By Deborah Jeanne Sergeant
Early workout proponents say that exercise before breakfast tricks the body into burning stored fat. Others say that working out later allows the body to fuel up for an optimal performance.
“There’s a difference between performance and health benefits,” said Carol Sames, Ph.D., director of Upstate Medical University’s vitality fitness program and associate professor at its College of Health Professions.
She said if weight loss is the goal, “strong evidence suggests those who work out in the morning have more weight loss than those who work out in the evening. It seems to be tied to a reduction of energy intake.”
People who stop eating after 6 p.m. and engage in high intensity Full body exercise first thing in the morning tend to burn more fat.
“When you exercise you increase metabolic rate, heart rate and breathing,” Sames said.
The metabolic effects carry on for longer in the day, according to her.
If greater strength is your goal, more warm-up time and pre-workout nutrition may be needed for a morning resistance training session.

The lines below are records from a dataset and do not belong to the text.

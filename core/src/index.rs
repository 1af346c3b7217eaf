use crate::tokenizer::terms;
use crate::{NodeId, Result};
use std::collections::{BTreeSet, HashMap};

/// External full-text index over post content.
pub trait IndexGateway: Send + Sync + 'static {
    /// Unordered identifiers of posts whose content matches `term`.
    /// Fails with `IndexUnavailable` when the index cannot be queried at all.
    fn match_term(&self, term: &str) -> Result<Vec<NodeId>>;
}

/// Term -> post id postings, kept in memory.
#[derive(Debug, Default, Clone)]
pub struct InvertedIndex {
    postings: HashMap<String, BTreeSet<NodeId>>,
}

impl InvertedIndex {
    pub fn new() -> Self { Self::default() }

    pub fn add_document(&mut self, id: NodeId, text: &str) {
        for term in terms(text) {
            self.postings.entry(term).or_default().insert(id);
        }
    }

    pub fn num_terms(&self) -> usize { self.postings.len() }

    pub fn iter(&self) -> impl Iterator<Item = (&String, &BTreeSet<NodeId>)> {
        self.postings.iter()
    }

    /// Posts containing every term of `query`.
    pub fn lookup(&self, query: &str) -> Vec<NodeId> {
        let lists = terms(query)
            .into_iter()
            .map(|t| self.postings.get(&t).map(|s| s.iter().copied().collect()).unwrap_or_default())
            .collect();
        intersect(lists)
    }
}

/// Intersection of sorted posting lists. No lists means no matches.
pub fn intersect(mut lists: Vec<Vec<NodeId>>) -> Vec<NodeId> {
    if lists.is_empty() { return Vec::new(); }
    lists.sort_by_key(|l| l.len());
    let mut acc = lists.swap_remove(0);
    for list in lists {
        if acc.is_empty() { break; }
        acc.retain(|id| list.binary_search(id).is_ok());
    }
    acc
}

#[cfg(test)]
mod tests {
    use super::*;

    #[test]
    fn multi_term_query_intersects() {
        let mut idx = InvertedIndex::new();
        idx.add_document(1, "graph databases are fun");
        idx.add_document(2, "graph theory");
        idx.add_document(3, "databases everywhere");
        assert_eq!(idx.lookup("graph database"), vec![1]);
        assert_eq!(idx.lookup("graphs"), vec![1, 2]);
        assert!(idx.lookup("").is_empty());
    }
}
use postfeed_core::memory::{post_record, MemoryGraph};
use postfeed_core::feed::Abort;
use postfeed_core::ranker::{latest_posts, rank_candidates, LatestScan, RankedCandidate};
use postfeed_core::store::GraphStore;
use postfeed_core::{Label, NodeRecord};
use serde_json::Map;

fn rc(id: u64, time: i64) -> RankedCandidate { RankedCandidate { id, time } }

#[test]
fn bounded_mode_orders_by_time_and_truncates() {
    let g = MemoryGraph::new();
    g.put_node(1, post_record("neo4j one", 100));
    g.put_node(2, post_record("neo4j two", 300));
    g.put_node(3, post_record("neo4j three", 200));
    let ranked = rank_candidates(g.view().as_ref(), &[1, 2, 3], 1000, 2, 4096, &Abort::default()).unwrap();
    assert_eq!(ranked, vec![rc(2, 300), rc(3, 200)]);
}

#[test]
fn bounded_mode_respects_exclusive_cursor_and_skips_tombstones() {
    let g = MemoryGraph::new();
    g.put_node(1, post_record("a", 100));
    g.put_node(2, post_record("b", 300));
    g.put_node(3, post_record("c", 200));
    g.remove_node(3);
    let ranked = rank_candidates(g.view().as_ref(), &[1, 2, 3, 99], 300, 10, 4096, &Abort::default()).unwrap();
    assert_eq!(ranked, vec![rc(1, 100)]);
}

#[test]
fn bounded_mode_zero_limit_is_empty() {
    let g = MemoryGraph::new();
    g.put_node(1, post_record("a", 100));
    assert!(rank_candidates(g.view().as_ref(), &[1], 1000, 0, 4096, &Abort::default()).unwrap().is_empty());
}

#[test]
fn parallel_and_sequential_rankings_agree() {
    let g = MemoryGraph::new();
    let ids: Vec<u64> = (0..5000).collect();
    for &id in &ids {
        // plenty of equal timestamps to exercise the id tie-break
        g.put_node(id, post_record("x", (id % 700) as i64));
    }
    let view = g.view();
    let seq = rank_candidates(view.as_ref(), &ids, 650, 40, usize::MAX, &Abort::default()).unwrap();
    let par = rank_candidates(view.as_ref(), &ids, 650, 40, 1, &Abort::default()).unwrap();
    assert_eq!(seq, par);
    assert_eq!(seq.len(), 40);
    assert!(seq.iter().all(|c| c.time < 650));
    assert!(seq.windows(2).all(|w| (w[0].time, w[0].id) > (w[1].time, w[1].id)));
    assert_eq!(seq[0], rc(4849, 649));
}

#[test]
fn streaming_scan_skips_gaps_non_posts_and_newer_posts() {
    let g = MemoryGraph::new();
    g.put_node(1, NodeRecord::new(Label::User, Map::new()));
    g.put_node(5, post_record("five", 30));
    g.put_node(7, NodeRecord::new(Label::User, Map::new()));
    g.put_node(8, post_record("eight", 40));
    g.put_node(10, post_record("ten", 50));
    let ranked = latest_posts(g.view().as_ref(), 45, 5).unwrap();
    assert_eq!(ranked, vec![rc(8, 40), rc(5, 30)]);
}

#[test]
fn streaming_scan_stops_at_limit_and_handles_empty_store() {
    let g = MemoryGraph::new();
    assert!(latest_posts(g.view().as_ref(), 100, 5).unwrap().is_empty());
    for t in 0..10 {
        g.add_node(post_record("p", t));
    }
    let view = g.view();
    let ranked = latest_posts(view.as_ref(), 100, 3).unwrap();
    assert_eq!(ranked, vec![rc(9, 9), rc(8, 8), rc(7, 7)]);
    // exhausting the id space down to zero is a normal end
    assert_eq!(LatestScan::new(view.as_ref(), 100).unwrap().count(), 10);
}
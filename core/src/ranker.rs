//! Time-descending candidate ordering.
//!
//! Two modes share one ordering: newest first, equal timestamps broken by
//! the higher id first.
//!
//! * [`rank_candidates`] takes an unordered id set and keeps the best
//!   `limit` entries in a bounded min-heap, so memory stays proportional to
//!   `limit` rather than to the candidate count.
//! * [`LatestScan`] walks the id space downward and yields posts in the order
//!   met. It is a linear scan over every allocated id; a recency index would
//!   avoid it, but deletions leave gaps that this walk tolerates.

use crate::feed::Abort;
use crate::store::GraphView;
use crate::{NodeId, Result, Timestamp};
use rayon::prelude::*;
use std::cmp::{Ordering, Reverse};
use std::collections::BinaryHeap;
use tracing::{debug, trace};

#[derive(Debug, Clone, Copy, PartialEq, Eq)]
pub struct RankedCandidate {
    pub id: NodeId,
    pub time: Timestamp,
}

impl Ord for RankedCandidate {
    fn cmp(&self, other: &Self) -> Ordering {
        self.time.cmp(&other.time).then(self.id.cmp(&other.id))
    }
}

impl PartialOrd for RankedCandidate {
    fn partial_cmp(&self, other: &Self) -> Option<Ordering> { Some(self.cmp(other)) }
}

/// Min-heap holding the `limit` greatest candidates seen so far.
struct TopK {
    heap: BinaryHeap<Reverse<RankedCandidate>>,
    limit: usize,
}

impl TopK {
    fn new(limit: usize) -> Self {
        Self { heap: BinaryHeap::with_capacity(limit.min(4096) + 1), limit }
    }

    fn push(&mut self, c: RankedCandidate) {
        if self.limit == 0 { return; }
        if self.heap.len() < self.limit {
            self.heap.push(Reverse(c));
        } else if let Some(Reverse(min)) = self.heap.peek() {
            if c > *min {
                self.heap.pop();
                self.heap.push(Reverse(c));
            }
        }
    }

    fn merge(mut self, other: TopK) -> TopK {
        for Reverse(c) in other.heap {
            self.push(c);
        }
        self
    }

    /// Newest first.
    fn into_sorted(self) -> Vec<RankedCandidate> {
        // Ascending by `Reverse` is descending by candidate.
        self.heap.into_sorted_vec().into_iter().map(|Reverse(c)| c).collect()
    }
}

/// Resolve one candidate to a ranked entry if it is a live post older than `cursor`.
fn resolve(view: &dyn GraphView, id: NodeId, cursor: Timestamp) -> Result<Option<RankedCandidate>> {
    let Some(node) = view.node(id)? else {
        trace!(id, "skipping stale candidate");
        return Ok(None);
    };
    if !node.is_post() {
        return Ok(None);
    }
    let Some(time) = node.time() else {
        debug!(id, "post without a time property");
        return Ok(None);
    };
    Ok((time < cursor).then_some(RankedCandidate { id, time }))
}

/// Bounded-set mode: the newest `limit` posts among `ids` strictly older than `cursor`.
///
/// Sets of at least `parallel_threshold` ids are resolved on the rayon pool
/// with one heap per chunk, merged at the end. Every id checks `abort`
/// first; a tripped flag ends the ranking with [`FeedError::Timeout`].
///
/// [`FeedError::Timeout`]: crate::FeedError::Timeout
pub fn rank_candidates(
    view: &dyn GraphView,
    ids: &[NodeId],
    cursor: Timestamp,
    limit: usize,
    parallel_threshold: usize,
    abort: &Abort,
) -> Result<Vec<RankedCandidate>> {
    if limit == 0 || ids.is_empty() {
        return Ok(Vec::new());
    }
    let top = if ids.len() >= parallel_threshold.max(1) {
        let chunk = (ids.len() / rayon::current_num_threads().max(1)).max(256);
        ids.par_chunks(chunk)
            .map(|chunk| -> Result<TopK> {
                let mut local = TopK::new(limit);
                for &id in chunk {
                    abort.check()?;
                    if let Some(c) = resolve(view, id, cursor)? {
                        local.push(c);
                    }
                }
                Ok(local)
            })
            .try_reduce(|| TopK::new(limit), |a, b| Ok(a.merge(b)))?
    } else {
        let mut top = TopK::new(limit);
        for &id in ids {
            abort.check()?;
            if let Some(c) = resolve(view, id, cursor)? {
                top.push(c);
            }
        }
        top
    };
    Ok(top.into_sorted())
}

/// Streaming mode: posts older than `cursor`, scanning ids from the highest
/// in use down to zero. Unresolved ids and non-posts are skipped.
pub struct LatestScan<'a> {
    view: &'a dyn GraphView,
    next: Option<NodeId>,
    cursor: Timestamp,
    abort: Abort,
}

impl<'a> LatestScan<'a> {
    pub fn new(view: &'a dyn GraphView, cursor: Timestamp) -> Result<Self> {
        let next = view.highest_id_in_use()?;
        Ok(Self { view, next, cursor, abort: Abort::default() })
    }

    /// Check `abort` before every id, skipped ones included. Once tripped the
    /// scan yields one [`FeedError::Timeout`](crate::FeedError::Timeout) and ends.
    pub fn with_abort(mut self, abort: Abort) -> Self {
        self.abort = abort;
        self
    }
}

impl Iterator for LatestScan<'_> {
    type Item = Result<RankedCandidate>;

    fn next(&mut self) -> Option<Self::Item> {
        while let Some(id) = self.next {
            if let Err(e) = self.abort.check() {
                self.next = None;
                return Some(Err(e));
            }
            self.next = id.checked_sub(1);
            match resolve(self.view, id, self.cursor) {
                Ok(Some(c)) => return Some(Ok(c)),
                Ok(None) => continue,
                Err(e) => {
                    self.next = None;
                    return Some(Err(e));
                }
            }
        }
        None
    }
}

/// The first `limit` posts of a [`LatestScan`].
pub fn latest_posts(view: &dyn GraphView, cursor: Timestamp, limit: usize) -> Result<Vec<RankedCandidate>> {
    LatestScan::new(view, cursor)?.take(limit).collect()
}

#[cfg(test)]
mod tests {
    use super::*;

    fn c(id: NodeId, time: Timestamp) -> RankedCandidate { RankedCandidate { id, time } }

    #[test]
    fn top_k_keeps_newest_with_id_tiebreak() {
        let mut top = TopK::new(3);
        for cand in [c(1, 10), c(2, 30), c(3, 20), c(4, 30), c(5, 5)] {
            top.push(cand);
        }
        assert_eq!(top.into_sorted(), vec![c(4, 30), c(2, 30), c(3, 20)]);
    }

    #[test]
    fn merged_heaps_stay_bounded() {
        let mut a = TopK::new(2);
        a.push(c(1, 1));
        a.push(c(2, 9));
        let mut b = TopK::new(2);
        b.push(c(3, 5));
        b.push(c(4, 7));
        assert_eq!(a.merge(b).into_sorted(), vec![c(2, 9), c(4, 7)]);
    }
}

Morning alertness is quite different among individuals, which matters for people who run outdoors. Not everyone feels limber first thing in the morning, either. That is why Sames believes that for some activities, later in the day could be better.

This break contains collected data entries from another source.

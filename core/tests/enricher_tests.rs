use postfeed_core::enricher::enrich_post;
use postfeed_core::memory::{post_record, MemoryGraph};
use postfeed_core::store::GraphStore;
use postfeed_core::{FeedError, RelType};
use serde_json::json;

#[test]
fn counts_likes_and_derives_reposts() {
    let g = MemoryGraph::new();
    let author = g.add_user("maxdemarzi", "Max De Marzi", "58750f2179edbd650b471280aa66fee5");
    let fan = g.add_user("fan", "Fan", "f");
    let other = g.add_user("other", "Other", "o");
    let post = g.add_post(author, "graph all the things", 1_490_140_299);
    let reply = g.add_post(other, "agreed", 1_490_140_300);

    g.add_edge(fan, post, RelType::Likes);
    g.add_edge(other, post, RelType::Likes);
    g.add_edge(reply, post, RelType::RepliedTo);
    g.add_edge(fan, post, RelType::Reposted);

    // 5 incoming: posted, 2 likes, 1 reply, 1 repost
    let enriched = enrich_post(g.view().as_ref(), post, Some(fan)).unwrap();
    assert_eq!(enriched.likes, 2);
    assert_eq!(enriched.reposts, 1);
    assert_eq!(enriched.username.as_deref(), Some("maxdemarzi"));
    assert_eq!(enriched.name.as_deref(), Some("Max De Marzi"));
    assert_eq!(enriched.hash.as_deref(), Some("58750f2179edbd650b471280aa66fee5"));
    assert_eq!(enriched.liked, Some(true));
    assert_eq!(enriched.reposted, Some(true));

    let for_author = enrich_post(g.view().as_ref(), post, Some(author)).unwrap();
    assert_eq!(for_author.liked, Some(false));
    assert_eq!(for_author.reposted, Some(false));
}

#[test]
fn serializes_flat_and_omits_viewer_fields_without_viewer() {
    let g = MemoryGraph::new();
    let author = g.add_user("jexp", "Michael", "h");
    let post = g.add_post(author, "hello", 42);

    let value = serde_json::to_value(enrich_post(g.view().as_ref(), post, None).unwrap()).unwrap();
    assert_eq!(
        value,
        json!({
            "status": "hello",
            "time": 42,
            "username": "jexp",
            "name": "Michael",
            "hash": "h",
            "likes": 0,
            "reposts": 0,
        })
    );
    assert!(value.get("liked").is_none());
    assert!(value.get("reposted").is_none());
}

#[test]
fn post_without_author_edge_is_orphaned() {
    let g = MemoryGraph::new();
    let post = g.add_node(post_record("nobody wrote this", 5));
    assert_eq!(enrich_post(g.view().as_ref(), post, None).unwrap_err(), FeedError::OrphanedPost(post));
}

#[test]
fn missing_post_is_stale() {
    let g = MemoryGraph::new();
    assert_eq!(enrich_post(g.view().as_ref(), 77, None).unwrap_err(), FeedError::StaleIdentifier(77));
}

Getting up to work out takes a lot of discipline. At different stages of life, such as when working a second or third shift job, or when caring for an infant or elder, getting up at 5 a.m. to go for a run is likely not going to happen.
Kevin Webb, owner and certified personal trainer at KW Fitness in Fayetteville, said he would rather see people exercise regardless of when compared to not exercising at all. But he does see some merit in the early morning workout.

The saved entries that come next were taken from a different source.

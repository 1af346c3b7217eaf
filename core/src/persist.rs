//! sled-backed graph store and term postings.

use crate::index::{intersect, IndexGateway};
use crate::store::{GraphStore, GraphView};
use crate::tokenizer::terms;
use crate::{Direction, Edge, FeedError, NodeId, NodeRecord, RelType, Result};
use serde::{Deserialize, Serialize};
use std::fs::{create_dir_all, File};
use std::io::{Read, Write};
use std::path::{Path, PathBuf};
use std::sync::Arc;

const NODES: &str = "nodes";
const INCOMING: &str = "edges_in";
const OUTGOING: &str = "edges_out";
const USERS: &str = "users";
const POSTINGS: &str = "postings";

#[derive(Debug, Serialize, Deserialize)]
pub struct MetaFile {
    pub num_nodes: u64,
    pub num_posts: u64,
    pub created_at: String,
    pub version: u32,
}

pub struct GraphPaths {
    pub root: PathBuf,
}

impl GraphPaths {
    pub fn new<P: AsRef<Path>>(root: P) -> Self {
        Self { root: root.as_ref().to_path_buf() }
    }
    fn db(&self) -> PathBuf { self.root.join("graph.sled") }
    fn meta(&self) -> PathBuf { self.root.join("meta.json") }
}

pub fn save_meta(paths: &GraphPaths, meta: &MetaFile) -> anyhow::Result<()> {
    create_dir_all(&paths.root)?;
    let mut f = File::create(paths.meta())?;
    let json = serde_json::to_string_pretty(meta)?;
    f.write_all(json.as_bytes())?;
    Ok(())
}

pub fn load_meta(paths: &GraphPaths) -> anyhow::Result<MetaFile> {
    let mut f = File::open(paths.meta())?;
    let mut buf = String::new();
    f.read_to_string(&mut buf)?;
    let meta: MetaFile = serde_json::from_str(&buf)?;
    Ok(meta)
}

fn id_key(id: NodeId) -> [u8; 8] { id.to_be_bytes() }

fn key_id(bytes: &[u8]) -> Result<NodeId> {
    let arr: [u8; 8] = bytes.try_into().map_err(|_| FeedError::Codec(format!("bad id key of {} bytes", bytes.len())))?;
    Ok(NodeId::from_be_bytes(arr))
}

/// Graph persisted in sled. Cloning shares the underlying database handle.
///
/// sled has no multi-key read snapshots, so a view sees each read as of the
/// moment it is made; concurrent deletions surface as unresolved ids.
#[derive(Clone)]
pub struct SledGraph {
    db: sled::Db,
    nodes: sled::Tree,
    incoming: sled::Tree,
    outgoing: sled::Tree,
    users: sled::Tree,
}

impl SledGraph {
    pub fn open(paths: &GraphPaths) -> Result<Self> {
        create_dir_all(&paths.root).map_err(|e| FeedError::Store(e.to_string()))?;
        let db = sled::open(paths.db())?;
        Ok(Self {
            nodes: db.open_tree(NODES)?,
            incoming: db.open_tree(INCOMING)?,
            outgoing: db.open_tree(OUTGOING)?,
            users: db.open_tree(USERS)?,
            db,
        })
    }

    pub fn put_node(&self, id: NodeId, record: &NodeRecord) -> Result<()> {
        self.nodes.insert(id_key(id), serde_json::to_vec(record)?)?;
        Ok(())
    }

    pub fn put_user_name(&self, username: &str, id: NodeId) -> Result<()> {
        self.users.insert(username.as_bytes(), id_key(id).to_vec())?;
        Ok(())
    }

    pub fn put_edge(&self, from: NodeId, to: NodeId, rel: RelType) -> Result<()> {
        push_edge(&self.outgoing, from, Edge { rel, other: to })?;
        push_edge(&self.incoming, to, Edge { rel, other: from })
    }

    /// Replace the posting list for `term`. Ids are stored sorted.
    pub fn put_postings(&self, term: &str, ids: &[NodeId]) -> Result<()> {
        let mut ids = ids.to_vec();
        ids.sort_unstable();
        ids.dedup();
        let tree = self.db.open_tree(POSTINGS)?;
        tree.insert(term.as_bytes(), bincode::serialize(&ids)?)?;
        Ok(())
    }

    /// Empty every tree and drop the postings, leaving the store as if newly created.
    pub fn clear(&self) -> Result<()> {
        for tree in [&self.nodes, &self.incoming, &self.outgoing, &self.users] {
            tree.clear()?;
        }
        self.db.drop_tree(POSTINGS)?;
        Ok(())
    }

    pub fn is_empty(&self) -> bool { self.nodes.is_empty() && self.users.is_empty() }

    pub fn flush(&self) -> Result<()> {
        self.db.flush()?;
        Ok(())
    }

    fn edges(&self, id: NodeId, dir: Direction) -> Result<Vec<Edge>> {
        let tree = match dir {
            Direction::Incoming => &self.incoming,
            Direction::Outgoing => &self.outgoing,
        };
        match tree.get(id_key(id))? {
            Some(bytes) => Ok(bincode::deserialize(&bytes)?),
            None => Ok(Vec::new()),
        }
    }

    fn postings(&self) -> Result<sled::Tree> {
        let exists = self.db.tree_names().iter().any(|n| &n[..] == POSTINGS.as_bytes());
        if !exists {
            return Err(FeedError::IndexUnavailable(format!("no `{POSTINGS}` tree in store")));
        }
        Ok(self.db.open_tree(POSTINGS)?)
    }
}

fn push_edge(tree: &sled::Tree, id: NodeId, edge: Edge) -> Result<()> {
    let mut list: Vec<Edge> = match tree.get(id_key(id))? {
        Some(bytes) => bincode::deserialize(&bytes)?,
        None => Vec::new(),
    };
    list.push(edge);
    tree.insert(id_key(id), bincode::serialize(&list)?)?;
    Ok(())
}

impl GraphView for SledGraph {
    fn node(&self, id: NodeId) -> Result<Option<NodeRecord>> {
        match self.nodes.get(id_key(id))? {
            Some(bytes) => Ok(Some(serde_json::from_slice(&bytes)?)),
            None => Ok(None),
        }
    }

    fn degree(&self, id: NodeId, rel: Option<RelType>, dir: Direction) -> Result<u64> {
        let edges = self.edges(id, dir)?;
        let n = match rel {
            Some(rel) => edges.iter().filter(|e| e.rel == rel).count(),
            None => edges.len(),
        };
        Ok(n as u64)
    }

    fn neighbors(&self, id: NodeId, rel: RelType, dir: Direction) -> Result<Vec<NodeId>> {
        Ok(self.edges(id, dir)?.into_iter().filter(|e| e.rel == rel).map(|e| e.other).collect())
    }

    fn has_edge(&self, from: NodeId, to: NodeId, rel: RelType) -> Result<bool> {
        Ok(self.edges(from, Direction::Outgoing)?.iter().any(|e| e.rel == rel && e.other == to))
    }

    fn highest_id_in_use(&self) -> Result<Option<NodeId>> {
        match self.nodes.last()? {
            Some((k, _)) => Ok(Some(key_id(&k)?)),
            None => Ok(None),
        }
    }

    fn resolve_user(&self, username: &str) -> Result<Option<NodeId>> {
        match self.users.get(username.as_bytes())? {
            Some(bytes) => Ok(Some(key_id(&bytes)?)),
            None => Ok(None),
        }
    }
}

impl GraphStore for SledGraph {
    fn view(&self) -> Arc<dyn GraphView> { Arc::new(self.clone()) }
}

impl IndexGateway for SledGraph {
    fn match_term(&self, term: &str) -> Result<Vec<NodeId>> {
        let tree = self.postings()?;
        let mut lists = Vec::new();
        for t in terms(term) {
            let list: Vec<NodeId> = match tree.get(t.as_bytes())? {
                Some(bytes) => bincode::deserialize(&bytes)?,
                None => Vec::new(),
            };
            lists.push(list);
        }
        Ok(intersect(lists))
    }
}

“It really is dependent on what time of day works better for someone,” he said. “Some people think morning is better as it kickstarts their day. Others prefer it in the evening as it’s a way to de-stress from the long day they’ve had. It’s relative to the individual.”
He said that working out first thing in the morning “doesn’t make a huge difference.”
For workout timing, personal preference and fitness goals make a difference to Brandon Anderson, personal trainer with Blink Fitness in Syracuse. The gym also has locations in Liverpool and Rochester.
He said that working out earlier in the morning boosts the metabolism, which can help with weight loss.
“Working out in the morning creates endorphins that help you feel better all day,” he added, “but your body might not be warmed up as much. You can be more prone to injury. Some people might lose sleep as they get up early.”
Evening workouts may provide stress relief for those who need to unwind after work, which is certainly beneficial.
“A lot of people feel they have greater strength and endurance since they’re warmed up from moving around all day,” Anderson said.
Evening workouts have a few caveats, however. If they are too close to bedtime, they can interfere with sleep.
“You don’t have the metabolism boost you’d have if you worked out in the morning,” Anderson added. “There’s no right answer because every person has their own biological clock in every tissue of the brain and body. They’re built in our genes. It really doesn’t matter. It’s specific to what works for that person.”
Anderson is also a big advocate of working out informally at home between planned workouts, such as a 15-minute walk or a small activity to keep the body moving. To encourage more movement, Blink offers Blink Fitness, an app free to members and on a 30-day free trial basis to nonmembers. It includes workouts, wellness tips, recipes and videos.
“I talked to multiple trainers and the best workout time is when you’ll be committed to it,” said J.J. Potrikus, manager of the Upstate Blink locations. “If you say you’ll work out at 5 a.m. before work every day but you quit a week later, that won’t be the best time for you.”
The Centers for Disease Control and Prevention recommends engaging in 150 minutes of aerobic physical activity per week, such as walking, biking or swimming and performing muscle-strengthening activity twice per week, such as lifting free weights, using exercise bands, performing body weight exercises or using a weight machine. The activity doesn’t need to take place all at once but consistency is vital for promoting good health, according to experts.
Photo: Brandon Anderson, personal trainer with Blink Fitness in Syracuse (right) working with a client, Michael Ostrander. “Working out in the morning creates endorphins that help you feel better all day,” Anderson says.